Intro to Homeopathy
What is Homeopathy?
Homeopathy was developed 200 years ago by Dr. Samuel Hahneman, and is currently the second most widely used form of medicine in the world. It is built around two main principles: that disease is simply the manifestation of an imbalance in the body’s energy, and that like cures like.
The first principle encourages homeopaths to find links and see connections between things that conventional doctors may view as completely unrelated. The body is a complicated organism with a great deal of “institutional memory” . . . and it may still be having unhealthy reactions to past trauma. This is why your initial homeopathic consultation can take at least two hours — your homeopath is acting as a detective, finding and piecing together clues from the past to form a cohesive understanding of the present.
The “Law of Similars,” or the idea that like cures like, is recognized by homeopaths and allopathic (conventional) doctors alike. From this law came the practice of inoculation — and the understanding that introducing a small amount of a toxin into the body teaches the body how to cope with that toxin more effectively.

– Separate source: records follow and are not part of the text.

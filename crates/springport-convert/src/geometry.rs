//! Re-expressing points and distances from one node's space in another's.
//!
//! Both hierarchies may be scaled differently. Quantities are carried over
//! proportionally: a distance authored on a source node is multiplied by the
//! ratio of destination to source lossy scale, so a rig scaled up by `k`
//! gets colliders `k` times larger.

use glam::Vec3;
use springport_rig::{NodeId, SceneGraph};

/// Per-axis ratio of destination to source lossy scale.
///
/// A zero source axis contributes a ratio of 1 rather than infinity.
pub fn scale_ratio<S, D>(
    source: &S,
    source_node: NodeId,
    destination: &D,
    destination_node: NodeId,
) -> Vec3
where
    S: SceneGraph + ?Sized,
    D: SceneGraph + ?Sized,
{
    let from = source.lossy_scale(source_node);
    let to = destination.lossy_scale(destination_node);
    Vec3::new(
        axis_ratio(from.x, to.x),
        axis_ratio(from.y, to.y),
        axis_ratio(from.z, to.z),
    )
}

fn axis_ratio(from: f32, to: f32) -> f32 {
    if from.abs() <= f32::EPSILON {
        1.0
    } else {
        to / from
    }
}

/// Converts a distance (e.g. a radius) authored on `source_node` into
/// `destination_node`'s space. Uses the X axis, as radii are uniform.
pub fn calculate_distance<S, D>(
    source: &S,
    source_node: NodeId,
    distance: f32,
    destination: &D,
    destination_node: NodeId,
) -> f32
where
    S: SceneGraph + ?Sized,
    D: SceneGraph + ?Sized,
{
    distance * scale_ratio(source, source_node, destination, destination_node).x
}

/// Rescales an offset authored on `source_node` without touching its
/// orientation.
pub fn rescale_offset<S, D>(
    source: &S,
    source_node: NodeId,
    offset: Vec3,
    destination: &D,
    destination_node: NodeId,
) -> Vec3
where
    S: SceneGraph + ?Sized,
    D: SceneGraph + ?Sized,
{
    offset * scale_ratio(source, source_node, destination, destination_node)
}

/// Rotates an offset into `node`'s local frame, so that it keeps its
/// physical placement relative to the bone when the bone's own orientation
/// differs from the source's.
pub fn compensate_rotation<G: SceneGraph + ?Sized>(graph: &G, node: NodeId, offset: Vec3) -> Vec3 {
    graph.world_rotation(node).inverse() * offset
}

/// Converts an offset authored on `source_node` into `destination_node`'s
/// local space: rescale, then rotation compensation.
pub fn calculate_offset<S, D>(
    source: &S,
    source_node: NodeId,
    offset: Vec3,
    destination: &D,
    destination_node: NodeId,
) -> Vec3
where
    S: SceneGraph + ?Sized,
    D: SceneGraph + ?Sized,
{
    let scaled = rescale_offset(source, source_node, offset, destination, destination_node);
    compensate_rotation(destination, destination_node, scaled)
}
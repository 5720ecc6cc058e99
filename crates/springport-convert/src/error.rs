//! Error and warning types for conversion.

use serde::Serialize;
use springport_rig::{NodeId, RigError};
use thiserror::Error;

/// Warning codes emitted during conversion.
#[derive(Debug, Clone, Copy, PartialEq, Eq, Hash)]
pub enum WarningCode {
    /// W101: Plane collider cannot be expressed as spheres
    PlaneCollider,
    /// W102: Destination has no node for a hand bone
    MissingHandBone,
}

impl WarningCode {
    /// Returns the warning code string (e.g., "W101").
    pub fn code(&self) -> &'static str {
        match self {
            WarningCode::PlaneCollider => "W101",
            WarningCode::MissingHandBone => "W102",
        }
    }
}

impl std::fmt::Display for WarningCode {
    fn fmt(&self, f: &mut std::fmt::Formatter<'_>) -> std::fmt::Result {
        write!(f, "{}", self.code())
    }
}

impl Serialize for WarningCode {
    fn serialize<S: serde::Serializer>(&self, serializer: S) -> Result<S::Ok, S::Error> {
        serializer.serialize_str(self.code())
    }
}

/// A non-fatal problem found while converting.
#[derive(Debug, Clone, PartialEq, Eq, Serialize)]
pub struct ConversionWarning {
    /// The warning code.
    pub code: WarningCode,
    /// Human-readable warning message.
    pub message: String,
    /// Node the warning is about.
    #[serde(skip_serializing_if = "Option::is_none")]
    pub node: Option<NodeId>,
}

impl ConversionWarning {
    /// Creates a new warning.
    pub fn new(code: WarningCode, message: impl Into<String>) -> Self {
        Self {
            code,
            message: message.into(),
            node: None,
        }
    }

    /// Creates a new warning about a node.
    pub fn with_node(code: WarningCode, message: impl Into<String>, node: NodeId) -> Self {
        Self {
            code,
            message: message.into(),
            node: Some(node),
        }
    }
}

impl std::fmt::Display for ConversionWarning {
    fn fmt(&self, f: &mut std::fmt::Formatter<'_>) -> std::fmt::Result {
        if let Some(node) = self.node {
            write!(f, "{}: {} (at {})", self.code, self.message, node)
        } else {
            write!(f, "{}: {}", self.code, self.message)
        }
    }
}

/// Top-level error type for conversion.
///
/// Unresolvable references are not errors; they are skipped and counted in
/// the report. These variants abort the whole conversion.
#[derive(Debug, Error)]
pub enum ConvertError {
    /// An avatar has no hips bone, so it is not a humanoid rig.
    #[error("{avatar} avatar has no humanoid hips bone")]
    NotHumanoid {
        /// "source" or "destination".
        avatar: &'static str,
    },

    /// Ancestor search found no registered skeleton bone above a node that
    /// was already known to be under the hips.
    #[error("node {node} has no ancestor registered as a humanoid skeleton bone")]
    NoSkeletonAncestor {
        /// The node whose ancestry was searched.
        node: NodeId,
    },

    /// Rig error.
    #[error(transparent)]
    Rig(#[from] RigError),

    /// The persistence collaborator failed.
    #[error("failed to persist converted avatar: {0}")]
    Persist(String),

    /// JSON serialization error.
    #[error("JSON error: {0}")]
    Json(#[from] serde_json::Error),

    /// I/O error.
    #[error("I/O error: {0}")]
    Io(#[from] std::io::Error),
}
//! Bone correspondence between two humanoid avatars.
//!
//! A source node is matched to a destination node by, in order: its path
//! from the avatar root, its path from the closest humanoid skeleton bone
//! above it, and finally its name anywhere below that skeleton bone's
//! destination counterpart.

use serde::Serialize;
use springport_rig::{Avatar, HumanoidBone, NodeId, SceneGraph, SkeletonBoneMap};

use crate::error::ConvertError;

/// How a correspondence was found.
#[derive(Debug, Clone, Copy, PartialEq, Eq, Hash, Serialize)]
#[serde(rename_all = "snake_case")]
pub enum MatchMethod {
    /// Identical path below both avatar roots.
    RootPath,
    /// Identical path below corresponding humanoid skeleton bones.
    SkeletonPath,
    /// Same name below the corresponding humanoid skeleton bone.
    Name,
}

/// A resolved destination node.
#[derive(Debug, Clone, Copy, PartialEq, Eq, Serialize)]
pub struct Correspondence {
    /// The destination node.
    pub node: NodeId,
    /// How it was found.
    pub method: MatchMethod,
}

/// Returns the destination node corresponding to `source_node`.
///
/// `Ok(None)` means no correspondence; callers skip the reference.
pub fn find_corresponding_bone(
    source: &Avatar,
    destination: &Avatar,
    source_node: NodeId,
) -> Result<Option<NodeId>, ConvertError> {
    Ok(resolve(source, destination, source_node)?.map(|found| found.node))
}

/// Like [`find_corresponding_bone`], also reporting the match method.
pub fn resolve(
    source: &Avatar,
    destination: &Avatar,
    source_node: NodeId,
) -> Result<Option<Correspondence>, ConvertError> {
    let src = &source.scene;
    let dst = &destination.scene;

    let Some(root_path) = src.path_relative_to(source_node, source.root) else {
        return Ok(None);
    };
    if let Some(node) = dst.find_path(destination.root, &root_path) {
        return Ok(Some(Correspondence {
            node,
            method: MatchMethod::RootPath,
        }));
    }

    // Accessories outside the humanoid hierarchy have no reliable anchor.
    match source.hips() {
        Some(hips) if src.is_descendant_of(source_node, hips) => {}
        _ => return Ok(None),
    }

    let (bone, anchor) = closest_skeleton_bone(src, &source.skeleton, source_node)?;
    let Some(destination_anchor) = destination.bone(bone) else {
        return Ok(None);
    };

    let anchor_path = src
        .path_relative_to(source_node, anchor)
        .unwrap_or_default();
    if let Some(node) = dst.find_path(destination_anchor, &anchor_path) {
        return Ok(Some(Correspondence {
            node,
            method: MatchMethod::SkeletonPath,
        }));
    }

    let name = src.name(source_node);
    Ok(dst
        .descendants(destination_anchor)
        .into_iter()
        .find(|&candidate| dst.name(candidate) == name)
        .map(|node| Correspondence {
            node,
            method: MatchMethod::Name,
        }))
}

/// Walks outward from `node` (inclusive) to the first registered skeleton
/// bone.
pub(crate) fn closest_skeleton_bone<G: SceneGraph + ?Sized>(
    graph: &G,
    skeleton: &SkeletonBoneMap,
    node: NodeId,
) -> Result<(HumanoidBone, NodeId), ConvertError> {
    graph
        .ancestors(node)
        .find_map(|ancestor| skeleton.bone_for(ancestor).map(|bone| (bone, ancestor)))
        .ok_or(ConvertError::NoSkeletonAncestor { node })
}

#[cfg(test)]
mod tests {
    use super::*;
    use springport_rig::{LocalTransform, Scene};

    struct Rig {
        avatar: Avatar,
        hips: NodeId,
        head: NodeId,
    }

    /// Root/Armature/Hips/Spine/Head with Hips, Spine, and Head mapped.
    fn rig(root: &str, armature: &str) -> Rig {
        let mut scene = Scene::new(root);
        let armature = scene.add_child(scene.root(), armature, LocalTransform::default());
        let hips = scene.add_child(armature, "Hips", LocalTransform::default());
        let spine = scene.add_child(hips, "Spine", LocalTransform::default());
        let head = scene.add_child(spine, "Head", LocalTransform::default());
        let mut skeleton = SkeletonBoneMap::new();
        skeleton.insert(HumanoidBone::Hips, hips).unwrap();
        skeleton.insert(HumanoidBone::Spine, spine).unwrap();
        skeleton.insert(HumanoidBone::Head, head).unwrap();
        Rig {
            avatar: Avatar::new(scene, skeleton),
            hips,
            head,
        }
    }

    #[test]
    fn test_root_path_match() {
        let mut source = rig("A", "Armature");
        let mut destination = rig("B", "Armature");
        let hair = source
            .avatar
            .scene
            .add_child(source.head, "Hair", LocalTransform::default());
        let dest_hair = destination
            .avatar
            .scene
            .add_child(destination.head, "Hair", LocalTransform::default());

        let found = resolve(&source.avatar, &destination.avatar, hair).unwrap();
        assert_eq!(
            found,
            Some(Correspondence {
                node: dest_hair,
                method: MatchMethod::RootPath
            })
        );
    }

    #[test]
    fn test_skeleton_path_match_across_renamed_armature() {
        let mut source = rig("A", "Armature");
        let mut destination = rig("B", "Skeleton");
        let hair = source
            .avatar
            .scene
            .add_child(source.head, "Hair", LocalTransform::default());
        let tip = source
            .avatar
            .scene
            .add_child(hair, "HairTip", LocalTransform::default());
        let dest_hair = destination
            .avatar
            .scene
            .add_child(destination.head, "Hair", LocalTransform::default());
        let dest_tip = destination
            .avatar
            .scene
            .add_child(dest_hair, "HairTip", LocalTransform::default());

        let found = resolve(&source.avatar, &destination.avatar, tip)
            .unwrap()
            .unwrap();
        assert_eq!(found.node, dest_tip);
        assert_eq!(found.method, MatchMethod::SkeletonPath);
    }

    #[test]
    fn test_name_fallback_below_anchor() {
        let mut source = rig("A", "Armature");
        let mut destination = rig("B", "Skeleton");
        let hair = source
            .avatar
            .scene
            .add_child(source.head, "Hair", LocalTransform::default());
        let wrapper = destination
            .avatar
            .scene
            .add_child(destination.head, "HairRoot", LocalTransform::default());
        let dest_hair = destination
            .avatar
            .scene
            .add_child(wrapper, "Hair", LocalTransform::default());

        let found = resolve(&source.avatar, &destination.avatar, hair)
            .unwrap()
            .unwrap();
        assert_eq!(found.node, dest_hair);
        assert_eq!(found.method, MatchMethod::Name);
    }

    #[test]
    fn test_node_outside_hips_is_unresolved() {
        let mut source = rig("A", "Armature");
        let destination = rig("B", "Skeleton");
        let root = source.avatar.root;
        let prop = source
            .avatar
            .scene
            .add_child(root, "Prop", LocalTransform::default());

        assert_eq!(
            find_corresponding_bone(&source.avatar, &destination.avatar, prop).unwrap(),
            None
        );
    }

    #[test]
    fn test_node_outside_source_root_is_unresolved() {
        let mut source = rig("A", "Armature");
        let destination = rig("A", "Armature");
        // Re-root the source avatar at Hips; the armature is now outside it.
        source.avatar.root = source.hips;
        let armature = source.avatar.scene.parent(source.hips).unwrap();

        assert_eq!(
            find_corresponding_bone(&source.avatar, &destination.avatar, armature).unwrap(),
            None
        );
    }

    #[test]
    fn test_missing_destination_anchor_is_unresolved() {
        let mut source = rig("A", "Armature");
        let mut destination = rig("B", "Skeleton");
        let hair = source
            .avatar
            .scene
            .add_child(source.head, "Hair", LocalTransform::default());
        destination.avatar.skeleton = SkeletonBoneMap::new();
        destination
            .avatar
            .skeleton
            .insert(HumanoidBone::Hips, destination.hips)
            .unwrap();

        assert_eq!(
            find_corresponding_bone(&source.avatar, &destination.avatar, hair).unwrap(),
            None
        );
    }

    #[test]
    fn test_closest_skeleton_bone_includes_self() {
        let source = rig("A", "Armature");
        let (bone, node) =
            closest_skeleton_bone(&source.avatar.scene, &source.avatar.skeleton, source.head)
                .unwrap();
        assert_eq!(bone, HumanoidBone::Head);
        assert_eq!(node, source.head);
    }

    #[test]
    fn test_closest_skeleton_bone_without_anchor_is_an_error() {
        let source = rig("A", "Armature");
        let root = source.avatar.root;
        let err = closest_skeleton_bone(&source.avatar.scene, &source.avatar.skeleton, root)
            .unwrap_err();
        assert!(matches!(err, ConvertError::NoSkeletonAncestor { node } if node == root));
    }
}
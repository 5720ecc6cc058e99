//! JSON output types for machine-readable CLI output.
//!
//! These types back the `--json` flag on `convert` and `inspect`, so that
//! scripts and other tools can parse CLI output programmatically.

use serde::{Deserialize, Serialize};
use springport_convert::{ConversionReport, ConversionWarning, ConvertError};

use crate::input::InputError;

/// Error codes for CLI operations.
///
/// These codes are stable and can be used for programmatic error handling.
pub mod error_codes {
    /// File could not be read
    pub const FILE_READ: &str = "CLI_001";
    /// Avatar document is malformed
    pub const INVALID_AVATAR: &str = "CLI_002";
    /// Parameter file is malformed
    pub const INVALID_PARAMETERS: &str = "CLI_003";
    /// Avatar is not a humanoid rig
    pub const NOT_HUMANOID: &str = "CLI_004";
    /// Conversion aborted
    pub const CONVERSION_ERROR: &str = "CLI_005";
    /// Converted avatar or report could not be written
    pub const WRITE_ERROR: &str = "CLI_006";
}

/// A structured error in JSON output.
#[derive(Debug, Clone, Serialize, Deserialize, PartialEq, Eq)]
pub struct JsonError {
    /// Stable error code (e.g., "CLI_001")
    pub code: String,
    /// Human-readable error message
    pub message: String,
    /// Source file path (if applicable)
    #[serde(skip_serializing_if = "Option::is_none")]
    pub file: Option<String>,
}

impl JsonError {
    /// Creates a new error with code and message.
    pub fn new(code: impl Into<String>, message: impl Into<String>) -> Self {
        Self {
            code: code.into(),
            message: message.into(),
            file: None,
        }
    }

    /// Sets the file path for this error.
    pub fn with_file(mut self, file: impl Into<String>) -> Self {
        self.file = Some(file.into());
        self
    }
}

/// A structured warning in JSON output.
#[derive(Debug, Clone, Serialize, Deserialize, PartialEq, Eq)]
pub struct JsonWarning {
    /// Stable warning code (e.g., "W101")
    pub code: String,
    /// Human-readable warning message
    pub message: String,
    /// Node the warning is about (if applicable)
    #[serde(skip_serializing_if = "Option::is_none")]
    pub node: Option<u32>,
}

/// Converts a conversion warning to its JSON form.
pub fn conversion_warning_to_json(warning: &ConversionWarning) -> JsonWarning {
    JsonWarning {
        code: warning.code.code().to_string(),
        message: warning.message.clone(),
        node: warning.node.map(|node| node.0),
    }
}

/// Converts an input error to a JSON error.
pub fn input_error_to_json(err: &InputError) -> JsonError {
    let code = match err {
        InputError::FileRead { .. } => error_codes::FILE_READ,
        InputError::InvalidAvatar { .. } => error_codes::INVALID_AVATAR,
        InputError::InvalidParameters { .. } => error_codes::INVALID_PARAMETERS,
    };
    JsonError::new(code, err.to_string()).with_file(err.path().display().to_string())
}

/// Converts a conversion error to a JSON error.
pub fn convert_error_to_json(err: &ConvertError) -> JsonError {
    let code = match err {
        ConvertError::NotHumanoid { .. } => error_codes::NOT_HUMANOID,
        ConvertError::Persist(_) | ConvertError::Io(_) => error_codes::WRITE_ERROR,
        _ => error_codes::CONVERSION_ERROR,
    };
    JsonError::new(code, err.to_string())
}

/// Summary of a successful conversion.
#[derive(Debug, Clone, Serialize)]
pub struct ConvertResult {
    /// Source avatar path
    pub source: String,
    /// Destination avatar path, absent for in-place conversion
    #[serde(skip_serializing_if = "Option::is_none")]
    pub destination: Option<String>,
    /// Path of the written avatar
    pub output: String,
    /// Path of the written report (if requested)
    #[serde(skip_serializing_if = "Option::is_none")]
    pub report_path: Option<String>,
    /// The full conversion report
    pub report: ConversionReport,
    /// Duration in milliseconds
    pub duration_ms: u64,
}

/// JSON output for the `convert` command.
#[derive(Debug, Clone, Serialize)]
pub struct ConvertOutput {
    /// Whether the conversion succeeded
    pub success: bool,
    /// Errors that aborted the conversion
    pub errors: Vec<JsonError>,
    /// Warnings collected while converting
    pub warnings: Vec<JsonWarning>,
    /// Conversion result (on success)
    #[serde(skip_serializing_if = "Option::is_none")]
    pub result: Option<ConvertResult>,
}

impl ConvertOutput {
    /// Creates a successful convert output.
    pub fn success(result: ConvertResult) -> Self {
        let warnings = result
            .report
            .warnings
            .iter()
            .map(conversion_warning_to_json)
            .collect();
        Self {
            success: true,
            errors: Vec::new(),
            warnings,
            result: Some(result),
        }
    }

    /// Creates a failed convert output.
    pub fn failure(errors: Vec<JsonError>) -> Self {
        Self {
            success: false,
            errors,
            warnings: Vec::new(),
            result: None,
        }
    }
}
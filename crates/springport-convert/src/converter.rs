//! Conversion orchestration.
//!
//! A conversion walks the stages of [`ConversionStage`] strictly in order.
//! Unresolvable references are skipped along the way; only invariant
//! violations and persistence failures abort.

use serde::{Deserialize, Serialize};
use springport_rig::{Avatar, ComponentKind, NodeId, SceneGraph};

use crate::chains::{convert_chains, SECONDARY_NODE_NAME};
use crate::colliders::convert_collider_groups;
use crate::error::ConvertError;
use crate::hands::ensure_hand_collider_groups;
use crate::observer::{AssetSink, Mutation, MutationObserver, NoopObserver};
use crate::params::{ParameterScale, ParametersConverter};
use crate::report::{ConversionReport, ConversionStage};

/// What happens to spring components already on the destination.
#[derive(Debug, Clone, Copy, Default, PartialEq, Eq, Hash, Serialize, Deserialize)]
#[serde(rename_all = "snake_case")]
pub enum OverwriteMode {
    /// Remove every existing spring bone and collider group first.
    #[default]
    Replace,
    /// Keep existing components and add to them.
    Merge,
}

impl OverwriteMode {
    /// Returns the mode name.
    pub fn as_str(&self) -> &'static str {
        match self {
            OverwriteMode::Replace => "replace",
            OverwriteMode::Merge => "merge",
        }
    }
}

impl std::fmt::Display for OverwriteMode {
    fn fmt(&self, f: &mut std::fmt::Formatter<'_>) -> std::fmt::Result {
        write!(f, "{}", self.as_str())
    }
}

impl std::str::FromStr for OverwriteMode {
    type Err = String;

    fn from_str(s: &str) -> Result<Self, Self::Err> {
        match s {
            "replace" => Ok(OverwriteMode::Replace),
            "merge" => Ok(OverwriteMode::Merge),
            other => Err(format!(
                "unknown overwrite mode '{}' (expected 'replace' or 'merge')",
                other
            )),
        }
    }
}

/// Caller options for one conversion.
#[derive(Debug, Clone, Copy, Default, PartialEq, Eq, Serialize, Deserialize)]
#[serde(default)]
pub struct ConvertOptions {
    pub overwrite: OverwriteMode,
    /// Skip collider conversion and the hand groups on chains.
    pub ignore_colliders: bool,
}

/// Mutable state shared by the stages of one conversion.
pub(crate) struct Session<'a> {
    pub(crate) source: &'a Avatar,
    pub(crate) destination: &'a mut Avatar,
    pub(crate) report: ConversionReport,
    observer: &'a mut dyn MutationObserver,
    secondary: Option<NodeId>,
}

impl<'a> Session<'a> {
    fn new(
        source: &'a Avatar,
        destination: &'a mut Avatar,
        observer: &'a mut dyn MutationObserver,
    ) -> Self {
        Self {
            source,
            destination,
            report: ConversionReport::default(),
            observer,
            secondary: None,
        }
    }

    /// Reports a change; only live instances are observed.
    pub(crate) fn record(&mut self, node: NodeId, mutation: Mutation) {
        if self.destination.is_instance() {
            self.observer.record(node, mutation);
        }
    }

    /// Returns the secondary node, creating it below the destination root
    /// on first use.
    pub(crate) fn secondary(&mut self) -> NodeId {
        if let Some(node) = self.secondary {
            return node;
        }
        let root = self.destination.root;
        let (node, created) = self
            .destination
            .scene
            .find_or_create_child(root, SECONDARY_NODE_NAME);
        if created {
            self.record(node, Mutation::AddNode);
        }
        self.secondary = Some(node);
        node
    }

    /// Removes every spring bone and collider group below the destination
    /// root.
    fn destroy_existing(&mut self) {
        let root = self.destination.root;
        for node in self.destination.scene.descendants(root) {
            let scene = &mut self.destination.scene;
            let spring_bones = scene.remove_components(node, ComponentKind::SpringBone);
            let collider_groups = scene.remove_components(node, ComponentKind::ColliderGroup);
            if spring_bones > 0 {
                self.report.destroyed_spring_bones += spring_bones;
                self.record(node, Mutation::RemoveSpringBones);
            }
            if collider_groups > 0 {
                self.report.destroyed_collider_groups += collider_groups;
                self.record(node, Mutation::RemoveColliderGroup);
            }
        }
    }
}

/// Converts physics-bone rigs into spring-bone rigs.
///
/// ```
/// use springport_convert::{ConvertOptions, Converter, MutationLog};
/// # use springport_rig::{Avatar, HumanoidBone, LocalTransform, Scene, SkeletonBoneMap};
/// # fn avatar() -> Avatar {
/// #     let mut scene = Scene::new("Avatar");
/// #     let hips = scene.add_child(scene.root(), "Hips", LocalTransform::default());
/// #     let mut skeleton = SkeletonBoneMap::new();
/// #     skeleton.insert(HumanoidBone::Hips, hips).unwrap();
/// #     Avatar::new(scene, skeleton)
/// # }
/// let source = avatar();
/// let mut destination = avatar();
/// let mut log = MutationLog::new();
///
/// let report = Converter::new(ConvertOptions::default())
///     .observer(&mut log)
///     .convert(&source, &mut destination)
///     .unwrap();
/// assert!(report.warnings.len() == 2); // no hands on this rig
/// ```
pub struct Converter<'a> {
    options: ConvertOptions,
    parameters: &'a dyn ParametersConverter,
    observer: Option<&'a mut dyn MutationObserver>,
    sink: Option<&'a mut dyn AssetSink>,
}

impl<'a> Converter<'a> {
    /// Creates a converter using [`ParameterScale::DEFAULT`].
    pub fn new(options: ConvertOptions) -> Self {
        Self {
            options,
            parameters: &ParameterScale::DEFAULT,
            observer: None,
            sink: None,
        }
    }

    /// Sets the parameter policy used for grouping.
    pub fn parameters(mut self, parameters: &'a dyn ParametersConverter) -> Self {
        self.parameters = parameters;
        self
    }

    /// Sets the observer notified of changes to instance avatars.
    pub fn observer(mut self, observer: &'a mut dyn MutationObserver) -> Self {
        self.observer = Some(observer);
        self
    }

    /// Sets the sink that persists the converted avatar.
    pub fn sink(mut self, sink: &'a mut dyn AssetSink) -> Self {
        self.sink = Some(sink);
        self
    }

    /// Converts the rig of `source` onto `destination`.
    ///
    /// Both avatars must have a hips bone.
    pub fn convert(
        &mut self,
        source: &Avatar,
        destination: &mut Avatar,
    ) -> Result<ConversionReport, ConvertError> {
        if source.hips().is_none() {
            return Err(ConvertError::NotHumanoid { avatar: "source" });
        }
        if destination.hips().is_none() {
            return Err(ConvertError::NotHumanoid {
                avatar: "destination",
            });
        }

        let report = match self.observer.as_deref_mut() {
            Some(observer) => {
                run_stages(source, destination, observer, self.parameters, self.options)?
            }
            None => run_stages(
                source,
                destination,
                &mut NoopObserver,
                self.parameters,
                self.options,
            )?,
        };
        self.persist(destination, report)
    }

    /// Converts an avatar's own rig in place, reading from a snapshot.
    pub fn convert_in_place(
        &mut self,
        avatar: &mut Avatar,
    ) -> Result<ConversionReport, ConvertError> {
        let source = avatar.clone();
        self.convert(&source, avatar)
    }

    fn persist(
        &mut self,
        destination: &Avatar,
        mut report: ConversionReport,
    ) -> Result<ConversionReport, ConvertError> {
        if let Some(sink) = self.sink.as_deref_mut() {
            sink.save(destination)?;
        }
        report.complete(ConversionStage::Persisted);
        Ok(report)
    }
}

fn run_stages(
    source: &Avatar,
    destination: &mut Avatar,
    observer: &mut dyn MutationObserver,
    parameters: &dyn ParametersConverter,
    options: ConvertOptions,
) -> Result<ConversionReport, ConvertError> {
    let mut session = Session::new(source, destination, observer);

    if options.overwrite == OverwriteMode::Replace {
        session.destroy_existing();
    }
    session.report.complete(ConversionStage::Start);

    if !options.ignore_colliders {
        convert_collider_groups(&mut session)?;
        session.report.complete(ConversionStage::CollidersConverted);
    }

    ensure_hand_collider_groups(&mut session);
    session.report.complete(ConversionStage::HandDefaultsEnsured);

    convert_chains(&mut session, parameters, options.ignore_colliders)?;
    session.report.complete(ConversionStage::ChainsConverted);

    Ok(session.report)
}

/// Converts with the default parameter policy and no collaborators.
pub fn convert(
    source: &Avatar,
    destination: &mut Avatar,
    options: ConvertOptions,
) -> Result<ConversionReport, ConvertError> {
    Converter::new(options).convert(source, destination)
}

/// Converts an avatar's own rig in place with the default parameter policy.
pub fn convert_in_place(
    avatar: &mut Avatar,
    options: ConvertOptions,
) -> Result<ConversionReport, ConvertError> {
    Converter::new(options).convert_in_place(avatar)
}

A Brief History of Homeopathy
In the late 1700s, Dr. Samuel Hahnemann grew frustrated with the dangerous and ineffective medicine of his time. He made a series of discoveries that led him to develop a new system of medicine based on principles that cured his patients. In the following century, homeopathy grew into one of the main medical systems in the U.S., Europe, India, Central and South America, and many other parts of the world. India's medical students go through the first years of training in "western" medicine, then half of them choose to go onto advanced training in homeopathy. The British royal family has employed a homeopathic physician for their care for the last several generations. Homeopathy suffered a decline in the U.S. in the early twentieth century, and has undergone a renaissance in the last several decades.